Extract the data exactly, missing nothing.
** Opening Material to process block **
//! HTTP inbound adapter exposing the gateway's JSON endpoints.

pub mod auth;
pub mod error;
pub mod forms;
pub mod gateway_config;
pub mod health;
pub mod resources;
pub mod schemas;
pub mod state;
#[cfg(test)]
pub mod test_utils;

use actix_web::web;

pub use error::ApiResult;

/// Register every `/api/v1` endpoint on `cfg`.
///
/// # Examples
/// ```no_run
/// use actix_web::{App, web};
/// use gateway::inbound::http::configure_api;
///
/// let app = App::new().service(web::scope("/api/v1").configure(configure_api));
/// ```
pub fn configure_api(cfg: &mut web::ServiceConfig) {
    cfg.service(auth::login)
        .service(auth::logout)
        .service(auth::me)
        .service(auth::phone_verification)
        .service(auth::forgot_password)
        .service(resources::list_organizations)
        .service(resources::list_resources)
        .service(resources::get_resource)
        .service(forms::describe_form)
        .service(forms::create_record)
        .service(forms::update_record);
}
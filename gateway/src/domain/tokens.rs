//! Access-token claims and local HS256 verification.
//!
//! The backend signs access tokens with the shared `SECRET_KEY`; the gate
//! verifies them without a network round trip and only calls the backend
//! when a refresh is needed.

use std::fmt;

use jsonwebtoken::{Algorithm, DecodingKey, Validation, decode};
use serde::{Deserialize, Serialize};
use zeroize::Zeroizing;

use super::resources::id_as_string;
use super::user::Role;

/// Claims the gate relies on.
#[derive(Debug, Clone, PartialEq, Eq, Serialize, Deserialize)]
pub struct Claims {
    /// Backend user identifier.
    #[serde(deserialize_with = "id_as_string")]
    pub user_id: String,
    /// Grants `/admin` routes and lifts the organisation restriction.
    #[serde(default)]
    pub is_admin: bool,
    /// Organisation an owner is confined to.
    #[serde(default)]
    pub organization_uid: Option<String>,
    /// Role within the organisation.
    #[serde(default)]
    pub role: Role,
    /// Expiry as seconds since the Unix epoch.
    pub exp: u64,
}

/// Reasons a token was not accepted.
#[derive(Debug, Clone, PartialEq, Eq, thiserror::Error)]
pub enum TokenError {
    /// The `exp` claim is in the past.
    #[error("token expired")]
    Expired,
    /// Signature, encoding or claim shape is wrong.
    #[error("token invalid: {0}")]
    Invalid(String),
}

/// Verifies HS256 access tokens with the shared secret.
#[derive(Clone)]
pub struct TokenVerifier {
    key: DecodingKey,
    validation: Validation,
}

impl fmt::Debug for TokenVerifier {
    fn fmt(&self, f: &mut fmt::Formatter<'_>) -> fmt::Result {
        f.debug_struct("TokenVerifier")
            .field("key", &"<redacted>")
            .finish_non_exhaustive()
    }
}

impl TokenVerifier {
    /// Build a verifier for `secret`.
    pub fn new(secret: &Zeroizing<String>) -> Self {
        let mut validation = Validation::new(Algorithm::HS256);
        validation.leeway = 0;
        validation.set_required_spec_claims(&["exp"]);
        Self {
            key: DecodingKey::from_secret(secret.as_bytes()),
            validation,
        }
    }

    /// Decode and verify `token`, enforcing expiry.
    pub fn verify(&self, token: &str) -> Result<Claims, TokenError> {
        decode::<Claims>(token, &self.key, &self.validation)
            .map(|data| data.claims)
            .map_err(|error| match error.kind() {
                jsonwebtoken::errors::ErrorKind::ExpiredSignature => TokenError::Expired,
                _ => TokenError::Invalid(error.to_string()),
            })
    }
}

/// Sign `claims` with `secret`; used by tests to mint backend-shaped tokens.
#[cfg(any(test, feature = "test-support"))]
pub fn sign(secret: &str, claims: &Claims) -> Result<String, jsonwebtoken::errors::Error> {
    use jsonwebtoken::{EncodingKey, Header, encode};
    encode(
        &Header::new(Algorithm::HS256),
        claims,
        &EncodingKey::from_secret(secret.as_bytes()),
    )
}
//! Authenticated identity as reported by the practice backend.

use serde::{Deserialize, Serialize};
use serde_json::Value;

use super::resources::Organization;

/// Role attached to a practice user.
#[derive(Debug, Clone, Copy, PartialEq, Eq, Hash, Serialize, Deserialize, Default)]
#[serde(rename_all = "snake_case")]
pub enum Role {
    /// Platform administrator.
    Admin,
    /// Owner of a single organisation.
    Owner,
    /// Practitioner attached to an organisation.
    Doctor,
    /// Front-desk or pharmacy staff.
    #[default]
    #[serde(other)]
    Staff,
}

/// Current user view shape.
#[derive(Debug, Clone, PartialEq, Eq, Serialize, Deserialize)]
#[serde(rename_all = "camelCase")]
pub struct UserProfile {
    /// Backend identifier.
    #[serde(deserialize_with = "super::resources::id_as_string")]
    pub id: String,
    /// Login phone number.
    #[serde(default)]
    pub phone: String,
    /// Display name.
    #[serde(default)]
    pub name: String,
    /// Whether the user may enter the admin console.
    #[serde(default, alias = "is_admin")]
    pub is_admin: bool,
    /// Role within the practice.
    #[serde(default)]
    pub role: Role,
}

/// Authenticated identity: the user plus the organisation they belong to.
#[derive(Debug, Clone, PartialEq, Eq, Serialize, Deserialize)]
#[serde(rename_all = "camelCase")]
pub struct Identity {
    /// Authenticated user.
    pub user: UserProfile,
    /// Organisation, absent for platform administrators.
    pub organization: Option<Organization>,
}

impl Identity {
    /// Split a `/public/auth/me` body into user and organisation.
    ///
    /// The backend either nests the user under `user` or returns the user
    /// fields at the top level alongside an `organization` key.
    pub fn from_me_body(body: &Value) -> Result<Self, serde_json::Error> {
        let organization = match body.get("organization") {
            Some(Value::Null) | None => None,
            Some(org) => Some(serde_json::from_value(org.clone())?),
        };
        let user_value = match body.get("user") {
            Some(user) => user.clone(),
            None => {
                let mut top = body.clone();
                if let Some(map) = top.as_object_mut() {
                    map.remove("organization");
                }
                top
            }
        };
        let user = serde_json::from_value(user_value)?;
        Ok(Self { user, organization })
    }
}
** Closing Material to process block **
▶ Answer to the exercise:
//! HTTP inbound adapter exposing the gateway's JSON endpoints.

pub mod auth;
pub mod error;
pub mod forms;
pub mod gateway_config;
pub mod health;
pub mod resources;
pub mod schemas;
pub mod state;
#[cfg(test)]
pub mod test_utils;

use actix_web::web;

pub use error::ApiResult;

/// Register every `/api/v1` endpoint on `cfg`.
///
/// # Examples
/// ```no_run
/// use actix_web::{App, web};
/// use gateway::inbound::http::configure_api;
///
/// let app = App::new().service(web::scope("/api/v1").configure(configure_api));
/// ```
pub fn configure_api(cfg: &mut web::ServiceConfig) {
    cfg.service(auth::login)
        .service(auth::logout)
        .service(auth::me)
        .service(auth::phone_verification)
        .service(auth::forgot_password)
        .service(resources::list_organizations)
        .service(resources::list_resources)
        .service(resources::get_resource)
        .service(forms::describe_form)
        .service(forms::create_record)
        .service(forms::update_record);
}
filename gateway/src/domain/tokens.rs
//! Access-token claims and local HS256 verification.
//!
//! The backend signs access tokens with the shared `SECRET_KEY`; the gate
//! verifies them without a network round trip and only calls the backend
//! when a refresh is needed.

use std::fmt;

use jsonwebtoken::{Algorithm, DecodingKey, Validation, decode};
use serde::{Deserialize, Serialize};
use zeroize::Zeroizing;

use super::resources::id_as_string;
use super::user::Role;

/// Claims the gate relies on.
#[derive(Debug, Clone, PartialEq, Eq, Serialize, Deserialize)]
pub struct Claims {
    /// Backend user identifier.
    #[serde(deserialize_with = "id_as_string")]
    pub user_id: String,
    /// Grants `/admin` routes and lifts the organisation restriction.
    #[serde(default)]
    pub is_admin: bool,
    /// Organisation an owner is confined to.
    #[serde(default)]
    pub organization_uid: Option<String>,
    /// Role within the organisation.
    #[serde(default)]
    pub role: Role,
    /// Expiry as seconds since the Unix epoch.
    pub exp: u64,
}

/// Reasons a token was not accepted.
#[derive(Debug, Clone, PartialEq, Eq, thiserror::Error)]
pub enum TokenError {
    /// The `exp` claim is in the past.
    #[error("token expired")]
    Expired,
    /// Signature, encoding or claim shape is wrong.
    #[error("token invalid: {0}")]
    Invalid(String),
}

/// Verifies HS256 access tokens with the shared secret.
#[derive(Clone)]
pub struct TokenVerifier {
    key: DecodingKey,
    validation: Validation,
}

impl fmt::Debug for TokenVerifier {
    fn fmt(&self, f: &mut fmt::Formatter<'_>) -> fmt::Result {
        f.debug_struct("TokenVerifier")
            .field("key", &"<redacted>")
            .finish_non_exhaustive()
    }
}

impl TokenVerifier {
    /// Build a verifier for `secret`.
    pub fn new(secret: &Zeroizing<String>) -> Self {
        let mut validation = Validation::new(Algorithm::HS256);
        validation.leeway = 0;
        validation.set_required_spec_claims(&["exp"]);
        Self {
            key: DecodingKey::from_secret(secret.as_bytes()),
            validation,
        }
    }

    /// Decode and verify `token`, enforcing expiry.
    pub fn verify(&self, token: &str) -> Result<Claims, TokenError> {
        decode::<Claims>(token, &self.key, &self.validation)
            .map(|data| data.claims)
            .map_err(|error| match error.kind() {
                jsonwebtoken::errors::ErrorKind::ExpiredSignature => TokenError::Expired,
                _ => TokenError::Invalid(error.to_string()),
            })
    }
}

/// Sign `claims` with `secret`; used by tests to mint backend-shaped tokens.
#[cfg(any(test, feature = "test-support"))]
pub fn sign(secret: &str, claims: &Claims) -> Result<String, jsonwebtoken::errors::Error> {
    use jsonwebtoken::{EncodingKey, Header, encode};
    encode(
        &Header::new(Algorithm::HS256),
        claims,
        &EncodingKey::from_secret(secret.as_bytes()),
    )
}
//! Authenticated identity as reported by the practice backend.

use serde::{Deserialize, Serialize};
use serde_json::Value;

use super::resources::Organization;

/// Role attached to a practice user.
#[derive(Debug, Clone, Copy, PartialEq, Eq, Hash, Serialize, Deserialize, Default)]
#[serde(rename_all = "snake_case")]
pub enum Role {
    /// Platform administrator.
    Admin,
    /// Owner of a single organisation.
    Owner,
    /// Practitioner attached to an organisation.
    Doctor,
    /// Front-desk or pharmacy staff.
    #[default]
    #[serde(other)]
    Staff,
}

/// Current user view shape.
#[derive(Debug, Clone, PartialEq, Eq, Serialize, Deserialize)]
#[serde(rename_all = "camelCase")]
pub struct UserProfile {
    /// Backend identifier.
    #[serde(deserialize_with = "super::resources::id_as_string")]
    pub id: String,
    /// Login phone number.
    #[serde(default)]
    pub phone: String,
    /// Display name.
    #[serde(default)]
    pub name: String,
    /// Whether the user may enter the admin console.
    #[serde(default, alias = "is_admin")]
    pub is_admin: bool,
    /// Role within the practice.
    #[serde(default)]
    pub role: Role,
}

/// Authenticated identity: the user plus the organisation they belong to.
#[derive(Debug, Clone, PartialEq, Eq, Serialize, Deserialize)]
#[serde(rename_all = "camelCase")]
pub struct Identity {
    /// Authenticated user.
    pub user: UserProfile,
    /// Organisation, absent for platform administrators.
    pub organization: Option<Organization>,
}

impl Identity {
    /// Split a `/public/auth/me` body into user and organisation.
    ///
    /// The backend either nests the user under `user` or returns the user
    /// fields at the top level alongside an `organization` key.
    pub fn from_me_body(body: &Value) -> Result<Self, serde_json::Error> {
        let organization = match body.get("organization") {
            Some(Value::Null) | None => None,
            Some(org) => Some(serde_json::from_value(org.clone())?),
        };
        let user_value = match body.get("user") {
            Some(user) => user.clone(),
            None => {
                let mut top = body.clone();
                if let Some(map) = top.as_object_mut() {
                    map.remove("organization");
                }
                top
            }
        };
        let user = serde_json::from_value(user_value)?;
        Ok(Self { user, organization })
    }
}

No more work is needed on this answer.